**GOAL OF THE EXERCISE:** Starting with the line that contains "use chrono::Duration;" and stopping after the line that contains "async fn missing_reference_writes_nothing()", copy the entries below exactly. Include nothing else.

**RECORDS FOR THIS TASK:**
....
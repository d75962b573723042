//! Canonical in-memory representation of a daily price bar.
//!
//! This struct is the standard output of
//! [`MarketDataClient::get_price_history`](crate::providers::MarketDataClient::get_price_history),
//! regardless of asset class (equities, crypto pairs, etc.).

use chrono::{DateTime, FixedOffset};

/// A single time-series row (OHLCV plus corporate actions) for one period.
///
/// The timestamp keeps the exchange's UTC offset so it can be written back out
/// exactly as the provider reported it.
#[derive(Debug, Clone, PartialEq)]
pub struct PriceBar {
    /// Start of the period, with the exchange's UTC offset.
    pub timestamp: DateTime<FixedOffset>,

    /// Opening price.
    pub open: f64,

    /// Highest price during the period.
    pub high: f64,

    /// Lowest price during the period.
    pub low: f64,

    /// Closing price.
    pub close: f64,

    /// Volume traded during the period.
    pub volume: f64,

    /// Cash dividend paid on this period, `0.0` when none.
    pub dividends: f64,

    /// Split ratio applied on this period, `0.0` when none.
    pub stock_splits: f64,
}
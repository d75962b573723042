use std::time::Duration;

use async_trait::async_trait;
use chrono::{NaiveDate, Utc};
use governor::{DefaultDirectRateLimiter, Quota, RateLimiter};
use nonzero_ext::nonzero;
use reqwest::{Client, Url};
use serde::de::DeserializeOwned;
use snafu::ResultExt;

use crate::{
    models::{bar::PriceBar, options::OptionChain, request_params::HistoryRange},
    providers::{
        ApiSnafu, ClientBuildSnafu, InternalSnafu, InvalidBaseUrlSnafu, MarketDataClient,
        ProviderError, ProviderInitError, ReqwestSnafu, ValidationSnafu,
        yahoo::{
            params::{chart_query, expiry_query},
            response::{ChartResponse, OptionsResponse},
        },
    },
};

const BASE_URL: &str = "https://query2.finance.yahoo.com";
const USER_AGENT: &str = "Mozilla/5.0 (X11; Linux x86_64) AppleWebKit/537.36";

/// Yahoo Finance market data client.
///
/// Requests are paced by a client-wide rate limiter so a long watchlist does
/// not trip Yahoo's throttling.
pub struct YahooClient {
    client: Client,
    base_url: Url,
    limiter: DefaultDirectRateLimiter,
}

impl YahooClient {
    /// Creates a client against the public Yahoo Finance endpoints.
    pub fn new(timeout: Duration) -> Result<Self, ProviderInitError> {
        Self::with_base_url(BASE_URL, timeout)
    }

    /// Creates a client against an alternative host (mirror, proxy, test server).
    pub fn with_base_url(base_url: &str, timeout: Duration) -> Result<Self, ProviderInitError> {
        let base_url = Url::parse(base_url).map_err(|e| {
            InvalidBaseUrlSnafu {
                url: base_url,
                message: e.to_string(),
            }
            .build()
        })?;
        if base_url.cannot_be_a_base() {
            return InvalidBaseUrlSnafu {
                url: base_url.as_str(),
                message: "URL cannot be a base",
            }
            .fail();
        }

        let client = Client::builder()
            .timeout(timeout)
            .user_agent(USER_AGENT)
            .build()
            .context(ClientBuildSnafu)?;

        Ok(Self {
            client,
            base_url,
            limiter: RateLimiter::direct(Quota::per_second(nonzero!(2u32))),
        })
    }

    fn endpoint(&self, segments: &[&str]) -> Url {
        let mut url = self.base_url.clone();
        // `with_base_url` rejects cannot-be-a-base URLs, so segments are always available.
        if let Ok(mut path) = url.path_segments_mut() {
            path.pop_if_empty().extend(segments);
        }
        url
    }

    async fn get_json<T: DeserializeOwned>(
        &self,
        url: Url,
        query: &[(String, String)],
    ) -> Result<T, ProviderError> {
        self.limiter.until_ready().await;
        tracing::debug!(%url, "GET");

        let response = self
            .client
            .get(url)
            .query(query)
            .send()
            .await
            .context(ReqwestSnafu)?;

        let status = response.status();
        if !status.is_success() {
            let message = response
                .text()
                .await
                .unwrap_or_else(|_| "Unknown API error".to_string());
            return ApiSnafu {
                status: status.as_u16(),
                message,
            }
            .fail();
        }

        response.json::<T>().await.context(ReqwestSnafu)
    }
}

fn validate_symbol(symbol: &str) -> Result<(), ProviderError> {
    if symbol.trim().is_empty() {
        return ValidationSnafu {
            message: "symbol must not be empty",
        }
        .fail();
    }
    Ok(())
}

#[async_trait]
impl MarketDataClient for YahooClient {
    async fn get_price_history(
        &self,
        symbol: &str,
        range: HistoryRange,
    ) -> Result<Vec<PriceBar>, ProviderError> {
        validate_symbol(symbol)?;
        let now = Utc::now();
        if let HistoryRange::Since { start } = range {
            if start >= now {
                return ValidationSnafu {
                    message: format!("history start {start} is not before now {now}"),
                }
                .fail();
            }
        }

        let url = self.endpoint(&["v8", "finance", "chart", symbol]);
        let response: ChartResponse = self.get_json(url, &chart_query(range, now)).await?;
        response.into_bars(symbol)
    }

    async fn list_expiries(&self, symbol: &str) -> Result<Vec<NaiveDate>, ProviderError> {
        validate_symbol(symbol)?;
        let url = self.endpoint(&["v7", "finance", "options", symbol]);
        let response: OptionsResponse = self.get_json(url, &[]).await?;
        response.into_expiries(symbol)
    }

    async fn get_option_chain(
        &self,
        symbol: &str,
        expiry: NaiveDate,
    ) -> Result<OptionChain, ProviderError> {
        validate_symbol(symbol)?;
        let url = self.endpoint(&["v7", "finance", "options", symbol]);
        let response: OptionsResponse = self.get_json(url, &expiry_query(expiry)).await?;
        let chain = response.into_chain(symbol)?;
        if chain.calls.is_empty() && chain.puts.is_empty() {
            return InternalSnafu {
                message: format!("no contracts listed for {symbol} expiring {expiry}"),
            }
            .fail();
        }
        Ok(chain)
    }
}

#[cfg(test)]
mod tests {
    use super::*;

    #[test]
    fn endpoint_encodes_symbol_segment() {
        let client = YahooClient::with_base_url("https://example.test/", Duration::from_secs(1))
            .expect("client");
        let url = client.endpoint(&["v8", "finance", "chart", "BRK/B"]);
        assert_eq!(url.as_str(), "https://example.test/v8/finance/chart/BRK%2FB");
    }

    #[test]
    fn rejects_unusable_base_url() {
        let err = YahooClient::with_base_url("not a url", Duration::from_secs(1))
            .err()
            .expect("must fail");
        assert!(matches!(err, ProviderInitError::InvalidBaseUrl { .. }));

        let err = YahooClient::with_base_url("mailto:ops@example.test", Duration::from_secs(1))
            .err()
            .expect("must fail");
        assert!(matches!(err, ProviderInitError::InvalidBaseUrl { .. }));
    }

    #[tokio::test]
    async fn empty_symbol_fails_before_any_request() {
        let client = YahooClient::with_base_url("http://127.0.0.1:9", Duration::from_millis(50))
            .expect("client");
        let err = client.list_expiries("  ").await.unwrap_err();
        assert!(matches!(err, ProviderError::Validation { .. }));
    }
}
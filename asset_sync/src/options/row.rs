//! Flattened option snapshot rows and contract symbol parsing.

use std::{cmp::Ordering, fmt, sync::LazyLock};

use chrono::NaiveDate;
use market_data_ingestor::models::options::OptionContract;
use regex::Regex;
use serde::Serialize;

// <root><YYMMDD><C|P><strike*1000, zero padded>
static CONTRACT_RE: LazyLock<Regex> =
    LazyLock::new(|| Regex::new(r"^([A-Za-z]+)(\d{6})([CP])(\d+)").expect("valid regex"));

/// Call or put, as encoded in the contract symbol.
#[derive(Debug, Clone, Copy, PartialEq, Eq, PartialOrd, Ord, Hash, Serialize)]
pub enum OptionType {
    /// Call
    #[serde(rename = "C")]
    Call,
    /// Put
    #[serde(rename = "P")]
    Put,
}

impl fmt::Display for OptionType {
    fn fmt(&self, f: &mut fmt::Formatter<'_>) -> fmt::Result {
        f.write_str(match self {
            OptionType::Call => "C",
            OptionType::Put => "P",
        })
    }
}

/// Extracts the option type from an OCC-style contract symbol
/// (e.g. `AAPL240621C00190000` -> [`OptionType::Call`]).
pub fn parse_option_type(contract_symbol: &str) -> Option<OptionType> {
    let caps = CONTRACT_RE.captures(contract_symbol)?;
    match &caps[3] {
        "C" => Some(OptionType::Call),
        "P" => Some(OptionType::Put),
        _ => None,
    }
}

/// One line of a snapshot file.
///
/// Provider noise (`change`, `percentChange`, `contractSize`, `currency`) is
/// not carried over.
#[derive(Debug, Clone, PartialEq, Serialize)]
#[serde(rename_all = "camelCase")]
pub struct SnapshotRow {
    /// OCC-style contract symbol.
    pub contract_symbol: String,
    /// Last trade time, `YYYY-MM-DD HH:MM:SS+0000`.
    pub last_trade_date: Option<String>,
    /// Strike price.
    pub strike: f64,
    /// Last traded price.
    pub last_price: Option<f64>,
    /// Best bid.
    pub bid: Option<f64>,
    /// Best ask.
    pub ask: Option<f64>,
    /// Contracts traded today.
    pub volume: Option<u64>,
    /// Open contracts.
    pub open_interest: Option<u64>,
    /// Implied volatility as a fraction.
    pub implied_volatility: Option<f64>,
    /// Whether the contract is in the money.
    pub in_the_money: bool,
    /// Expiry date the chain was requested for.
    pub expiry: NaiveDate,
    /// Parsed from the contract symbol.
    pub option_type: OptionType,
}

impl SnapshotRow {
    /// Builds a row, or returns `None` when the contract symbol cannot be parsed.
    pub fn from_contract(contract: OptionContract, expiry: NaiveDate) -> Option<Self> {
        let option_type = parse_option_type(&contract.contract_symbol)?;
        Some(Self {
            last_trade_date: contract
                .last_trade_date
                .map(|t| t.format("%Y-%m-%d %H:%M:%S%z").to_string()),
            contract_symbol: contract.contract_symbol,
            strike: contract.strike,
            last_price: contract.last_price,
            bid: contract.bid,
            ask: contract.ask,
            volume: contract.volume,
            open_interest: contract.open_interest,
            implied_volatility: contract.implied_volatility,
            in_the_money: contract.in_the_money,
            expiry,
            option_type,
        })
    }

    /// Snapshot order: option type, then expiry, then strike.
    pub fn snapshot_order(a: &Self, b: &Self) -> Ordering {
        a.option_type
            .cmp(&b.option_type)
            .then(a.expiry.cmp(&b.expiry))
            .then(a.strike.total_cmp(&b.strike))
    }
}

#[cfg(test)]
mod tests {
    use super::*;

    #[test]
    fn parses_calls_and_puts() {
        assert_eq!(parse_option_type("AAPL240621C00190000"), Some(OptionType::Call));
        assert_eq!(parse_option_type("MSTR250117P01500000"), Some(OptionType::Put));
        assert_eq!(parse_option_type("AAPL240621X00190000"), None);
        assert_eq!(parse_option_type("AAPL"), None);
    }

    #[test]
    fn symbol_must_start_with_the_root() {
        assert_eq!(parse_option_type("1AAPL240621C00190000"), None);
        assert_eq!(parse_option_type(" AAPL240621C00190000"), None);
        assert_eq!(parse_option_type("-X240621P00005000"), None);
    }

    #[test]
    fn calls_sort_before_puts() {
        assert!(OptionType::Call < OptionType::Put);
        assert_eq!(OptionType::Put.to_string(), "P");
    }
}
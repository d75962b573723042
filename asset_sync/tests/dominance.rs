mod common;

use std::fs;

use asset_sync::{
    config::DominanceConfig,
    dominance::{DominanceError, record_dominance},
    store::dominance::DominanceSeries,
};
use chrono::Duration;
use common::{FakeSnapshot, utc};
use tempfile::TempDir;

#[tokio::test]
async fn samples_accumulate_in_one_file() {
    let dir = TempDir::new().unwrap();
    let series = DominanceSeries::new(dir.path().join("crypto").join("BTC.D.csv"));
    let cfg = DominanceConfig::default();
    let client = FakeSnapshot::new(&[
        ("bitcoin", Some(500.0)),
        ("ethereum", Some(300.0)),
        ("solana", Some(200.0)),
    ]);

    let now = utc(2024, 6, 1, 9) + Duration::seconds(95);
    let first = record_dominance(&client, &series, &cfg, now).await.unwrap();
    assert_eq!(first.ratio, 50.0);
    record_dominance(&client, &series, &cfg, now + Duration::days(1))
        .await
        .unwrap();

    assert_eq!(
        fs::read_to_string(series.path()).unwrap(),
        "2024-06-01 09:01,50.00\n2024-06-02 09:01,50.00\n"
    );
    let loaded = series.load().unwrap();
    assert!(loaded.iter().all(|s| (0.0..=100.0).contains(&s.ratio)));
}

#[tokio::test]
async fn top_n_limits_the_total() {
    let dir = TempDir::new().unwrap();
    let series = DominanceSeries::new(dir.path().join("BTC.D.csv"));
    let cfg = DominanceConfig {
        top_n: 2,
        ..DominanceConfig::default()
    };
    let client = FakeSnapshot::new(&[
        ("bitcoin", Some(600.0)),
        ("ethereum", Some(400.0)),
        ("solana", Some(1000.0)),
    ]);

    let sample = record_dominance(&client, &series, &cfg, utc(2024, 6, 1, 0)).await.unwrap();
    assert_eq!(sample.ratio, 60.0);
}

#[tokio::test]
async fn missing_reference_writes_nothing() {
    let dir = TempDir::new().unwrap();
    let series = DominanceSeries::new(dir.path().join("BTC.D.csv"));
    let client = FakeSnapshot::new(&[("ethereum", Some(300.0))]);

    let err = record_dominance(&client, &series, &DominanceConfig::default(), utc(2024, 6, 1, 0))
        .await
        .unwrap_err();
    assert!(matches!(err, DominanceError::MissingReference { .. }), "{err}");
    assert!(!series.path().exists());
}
....
**ANSWER BOX:**
use chrono::Duration;
use common::{FakeSnapshot, utc};
use tempfile::TempDir;

#[tokio::test]
async fn samples_accumulate_in_one_file() {
    let dir = TempDir::new().unwrap();
    let series = DominanceSeries::new(dir.path().join("crypto").join("BTC.D.csv"));
    let cfg = DominanceConfig::default();
    let client = FakeSnapshot::new(&[
        ("bitcoin", Some(500.0)),
        ("ethereum", Some(300.0)),
        ("solana", Some(200.0)),
    ]);

    let now = utc(2024, 6, 1, 9) + Duration::seconds(95);
    let first = record_dominance(&client, &series, &cfg, now).await.unwrap();
    assert_eq!(first.ratio, 50.0);
    record_dominance(&client, &series, &cfg, now + Duration::days(1))
        .await
        .unwrap();

    assert_eq!(
        fs::read_to_string(series.path()).unwrap(),
        "2024-06-01 09:01,50.00\n2024-06-02 09:01,50.00\n"
    );
    let loaded = series.load().unwrap();
    assert!(loaded.iter().all(|s| (0.0..=100.0).contains(&s.ratio)));
}

#[tokio::test]
async fn top_n_limits_the_total() {
    let dir = TempDir::new().unwrap();
    let series = DominanceSeries::new(dir.path().join("BTC.D.csv"));
    let cfg = DominanceConfig {
        top_n: 2,
        ..DominanceConfig::default()
    };
    let client = FakeSnapshot::new(&[
        ("bitcoin", Some(600.0)),
        ("ethereum", Some(400.0)),
        ("solana", Some(1000.0)),
    ]);

    let sample = record_dominance(&client, &series, &cfg, utc(2024, 6, 1, 0)).await.unwrap();
    assert_eq!(sample.ratio, 60.0);
}

#[tokio::test]
async fn missing_reference_writes_nothing() {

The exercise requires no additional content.